(Source records)
════════════════════
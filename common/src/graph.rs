//! Stack dependency graph.
//!
//! An edge `A -> B` means B depends on A, so A has to be deployed first.
//! Cycles are rejected when the edge is inserted, which keeps the graph a DAG
//! at all times. Ordering is deterministic: ties are broken by stack name.

use crate::error::{ComposeError, ComposeResult};
use std::collections::{BTreeMap, BTreeSet};

#[derive(Debug, Clone, Default, PartialEq, Eq)]
pub struct StackGraph {
    /// `dependency -> {dependent, ...}`
    downstream: BTreeMap<String, BTreeSet<String>>,
    /// `dependent -> {dependency, ...}`
    upstream: BTreeMap<String, BTreeSet<String>>,
}

impl StackGraph {
    pub fn new() -> Self {
        Self::default()
    }

    pub fn add_stack(&mut self, name: &str) -> ComposeResult<()> {
        if self.contains(name) {
            return Err(ComposeError::DuplicateStack {
                name: name.to_string(),
            });
        }

        self.downstream.insert(name.to_string(), BTreeSet::new());
        self.upstream.insert(name.to_string(), BTreeSet::new());
        Ok(())
    }

    pub fn contains(&self, name: &str) -> bool {
        self.upstream.contains_key(name)
    }

    pub fn len(&self) -> usize {
        self.upstream.len()
    }

    pub fn is_empty(&self) -> bool {
        self.upstream.is_empty()
    }

    pub fn edge_count(&self) -> usize {
        self.upstream.values().map(BTreeSet::len).sum()
    }

    /// Record that `dependent` depends on `dependency`
    ///
    /// Both stacks have to be registered. The edge is rolled back if it closes a cycle.
    pub fn add_dependency(&mut self, dependency: &str, dependent: &str) -> ComposeResult<()> {
        for name in [dependency, dependent] {
            if !self.contains(name) {
                return Err(ComposeError::StackNotFound {
                    name: name.to_string(),
                });
            }
        }

        // A path dependent ->..-> dependency plus the new edge is a cycle
        if let Some(mut path) = self.path(dependent, dependency) {
            path.push(dependent.to_string());
            return Err(ComposeError::DependencyCycle { path });
        }

        self.downstream
            .entry(dependency.to_string())
            .or_default()
            .insert(dependent.to_string());

        self.upstream
            .entry(dependent.to_string())
            .or_default()
            .insert(dependency.to_string());

        Ok(())
    }

    pub fn dependencies_of(&self, name: &str) -> ComposeResult<Vec<&str>> {
        self.neighbours(&self.upstream, name)
    }

    pub fn dependents_of(&self, name: &str) -> ComposeResult<Vec<&str>> {
        self.neighbours(&self.downstream, name)
    }

    /// Stack names with every dependency ahead of its dependents (Kahn's algorithm)
    pub fn topological_order(&self) -> ComposeResult<Vec<String>> {
        let mut in_degree: BTreeMap<&str, usize> = self
            .upstream
            .iter()
            .map(|(name, deps)| (name.as_str(), deps.len()))
            .collect();

        let mut ready: BTreeSet<&str> = in_degree
            .iter()
            .filter(|(_, degree)| **degree == 0)
            .map(|(name, _)| *name)
            .collect();

        let mut sorted = Vec::with_capacity(self.len());

        while let Some(name) = ready.pop_first() {
            sorted.push(name.to_string());

            for dependent in self.downstream.get(name).into_iter().flatten() {
                if let Some(degree) = in_degree.get_mut(dependent.as_str()) {
                    *degree -= 1;

                    if *degree == 0 {
                        ready.insert(dependent.as_str());
                    }
                }
            }
        }

        if sorted.len() != self.len() {
            let stuck = in_degree
                .into_iter()
                .filter(|(_, degree)| *degree > 0)
                .map(|(name, _)| name.to_string())
                .collect();

            return Err(ComposeError::DependencyCycle { path: stuck });
        }

        Ok(sorted)
    }

    /// Stacks grouped by depth
    ///
    /// A stack lands in the wave after its deepest dependency. Stacks of one
    /// wave never depend on each other and can be provisioned in parallel.
    pub fn waves(&self) -> ComposeResult<Vec<Vec<String>>> {
        let mut depth: BTreeMap<String, usize> = BTreeMap::new();
        let mut waves: Vec<Vec<String>> = vec![];

        for name in self.topological_order()? {
            let level = self
                .upstream
                .get(&name)
                .into_iter()
                .flatten()
                .filter_map(|dep| depth.get(dep))
                .map(|d| d + 1)
                .max()
                .unwrap_or(0);

            if waves.len() <= level {
                waves.resize_with(level + 1, Vec::new);
            }

            waves[level].push(name.clone());
            depth.insert(name, level);
        }

        Ok(waves)
    }

    fn neighbours<'a>(
        &'a self,
        edges: &'a BTreeMap<String, BTreeSet<String>>,
        name: &str,
    ) -> ComposeResult<Vec<&'a str>> {
        edges
            .get(name)
            .map(|set| set.iter().map(String::as_str).collect())
            .ok_or_else(|| ComposeError::StackNotFound {
                name: name.to_string(),
            })
    }

    /// Depth-first search for a path `from ->..-> to` along downstream edges
    fn path(&self, from: &str, to: &str) -> Option<Vec<String>> {
        let mut visited = BTreeSet::new();
        let mut path = vec![];

        if self.dfs(from, to, &mut visited, &mut path) {
            Some(path)
        } else {
            None
        }
    }

    fn dfs<'a>(
        &'a self,
        node: &'a str,
        target: &str,
        visited: &mut BTreeSet<&'a str>,
        path: &mut Vec<String>,
    ) -> bool {
        if !visited.insert(node) {
            return false;
        }

        path.push(node.to_string());

        if node == target {
            return true;
        }

        for next in self.downstream.get(node).into_iter().flatten() {
            if self.dfs(next, target, visited, path) {
                return true;
            }
        }

        path.pop();
        false
    }
}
════════════════════
(Your task)
Every line of the entries that includes "neighbours" must be copied into the answer.

(Response for this exercise)
        self.neighbours(&self.upstream, name)
        self.neighbours(&self.downstream, name)
    fn neighbours<'a>(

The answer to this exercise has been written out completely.